Le soir, j’entends la conversation de mes parents :
– Tu sais, le stagiaire dans notre école… dit maman.
– Le stagiaire, quel stagiaire ? demande papa.
– Mais Édouard Ledoux, ! Le neveu de l’inspecteur !
– Ah, oui, eh bien ?
– Il m’a téléphoné. Je dois dire à la directrice qu’il a trouvé du travail dans une autre école et qu’il ne va plus retourner ici.
– Aïe, et tu as déjà vu madame Nervos ?
– Non, pas encore.
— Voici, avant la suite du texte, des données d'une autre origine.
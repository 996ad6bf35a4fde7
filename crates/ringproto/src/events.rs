//! Outbound event records pushed toward the hardware surface.
//!
//! One grammar serves both live property changes and snapshot resyncs: the
//! surface can always be redrawn from the most recent emission without
//! bookkeeping of its own. Records serialize as tagged JSON; the far side of
//! the sink owns any further re-encoding.
//!
//! Indices are ring-relative except `SelectedTrack::index`, which is the
//! absolute position in the visible track list (`-1` when the selection is
//! not a visible track). `SelectedTrack::ring_index` is `-1` when the
//! selection sits outside the window.

use serde::{Deserialize, Serialize};

use crate::color::Color;

/// One record on the surface-bound channel.
#[derive(Debug, Clone, PartialEq, Serialize, Deserialize)]
#[serde(tag = "type", rename_all = "snake_case")]
pub enum SurfaceEvent {
    TrackMute {
        ring_index: usize,
        value: bool,
    },
    TrackSolo {
        ring_index: usize,
        value: bool,
    },
    TrackArm {
        ring_index: usize,
        value: bool,
    },
    TrackVolume {
        ring_index: usize,
        value: f64,
        normalized: f64,
    },
    TrackPanning {
        ring_index: usize,
        /// Native pan position, -1..1.
        value: f64,
        normalized: f64,
    },
    TrackSend {
        ring_index: usize,
        send_index: usize,
        value: f64,
        normalized: f64,
    },
    TrackInfo {
        ring_index: usize,
        name: String,
        color: Color,
        is_midi: bool,
    },
    SelectedTrack {
        index: i64,
        ring_index: i64,
        name: String,
        color: Color,
    },
    /// Blank (`name` empty, color black) when the playing slot is negative
    /// or the slot holds no clip.
    PlayingClip {
        name: String,
        color: Color,
    },
    /// Blank (all fields zero) when no parameter is selected.
    SelectedParameter {
        name: String,
        value: f64,
        normalized: f64,
        min: f64,
        max: f64,
    },
    Transport {
        playing: bool,
        recording: bool,
    },
}

impl SurfaceEvent {
    /// Stable type name, matching the serialized tag.
    pub fn kind(&self) -> &'static str {
        match self {
            SurfaceEvent::TrackMute { .. } => "track_mute",
            SurfaceEvent::TrackSolo { .. } => "track_solo",
            SurfaceEvent::TrackArm { .. } => "track_arm",
            SurfaceEvent::TrackVolume { .. } => "track_volume",
            SurfaceEvent::TrackPanning { .. } => "track_panning",
            SurfaceEvent::TrackSend { .. } => "track_send",
            SurfaceEvent::TrackInfo { .. } => "track_info",
            SurfaceEvent::SelectedTrack { .. } => "selected_track",
            SurfaceEvent::PlayingClip { .. } => "playing_clip",
            SurfaceEvent::SelectedParameter { .. } => "selected_parameter",
            SurfaceEvent::Transport { .. } => "transport",
        }
    }
}

/// The single outbound channel toward the surface.
///
/// Implementations must be synchronous and must not panic; delivery errors
/// are the sink's responsibility, not the core's.
pub trait SurfaceSink: Send + Sync {
    fn send(&self, event: SurfaceEvent);
}

impl<F> SurfaceSink for F
where
    F: Fn(SurfaceEvent) + Send + Sync,
{
    fn send(&self, event: SurfaceEvent) {
        self(event)
    }
}

/// Channel-backed sink. Send errors (receiver dropped) are ignored: a
/// surface that went away simply stops consuming.
impl SurfaceSink for tokio::sync::mpsc::UnboundedSender<SurfaceEvent> {
    fn send(&self, event: SurfaceEvent) {
        let _ = tokio::sync::mpsc::UnboundedSender::send(self, event);
    }
}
C’est elle qui m’a dit que le stage d’Édouard Ledoux doit être très bon pour elle : elle peut avoir de bons points et l’inspecteur va donner plus vite les palmes académiques à la directrice…
– Oh la la ! Et le stagiaire est parti, peut-être fâché ! On va avoir des problèmes avec madame Nervos !
Ça alors, il n’y a pas donc d’histoire d’amour, il y a seulement des problèmes avec madame Nervos, notre professeur monsieur Dequille et mes copains qui ne vont pas être contents.
Fiche pédagogique
VOCABULAIRE
faire les rangs – строиться
faire signe – сделать знак
bégayer – бормотать
avoir l’air – иметь вид
faire venir – вызвать
avancer – продвинуться вперед
reculer – отойти назад
trembler – дрожать
tout à coup – внезапно
supplémentaire – дополнительный
QUESTIONS
- Pourquoi donc madame Nervos a tellement changé ?
- Qui était Édouard Ledoux ?
- À votre avis, pourquoi est-ce qu’il a décidé de changer d’école ?
- Comment cette histoire s’est-elle terminée ?
- La plaisanterie des enfants a-t-elle servi pour le bien ou pour le mal ?
(La publication est préparée par Nadejda ROUBANIK.)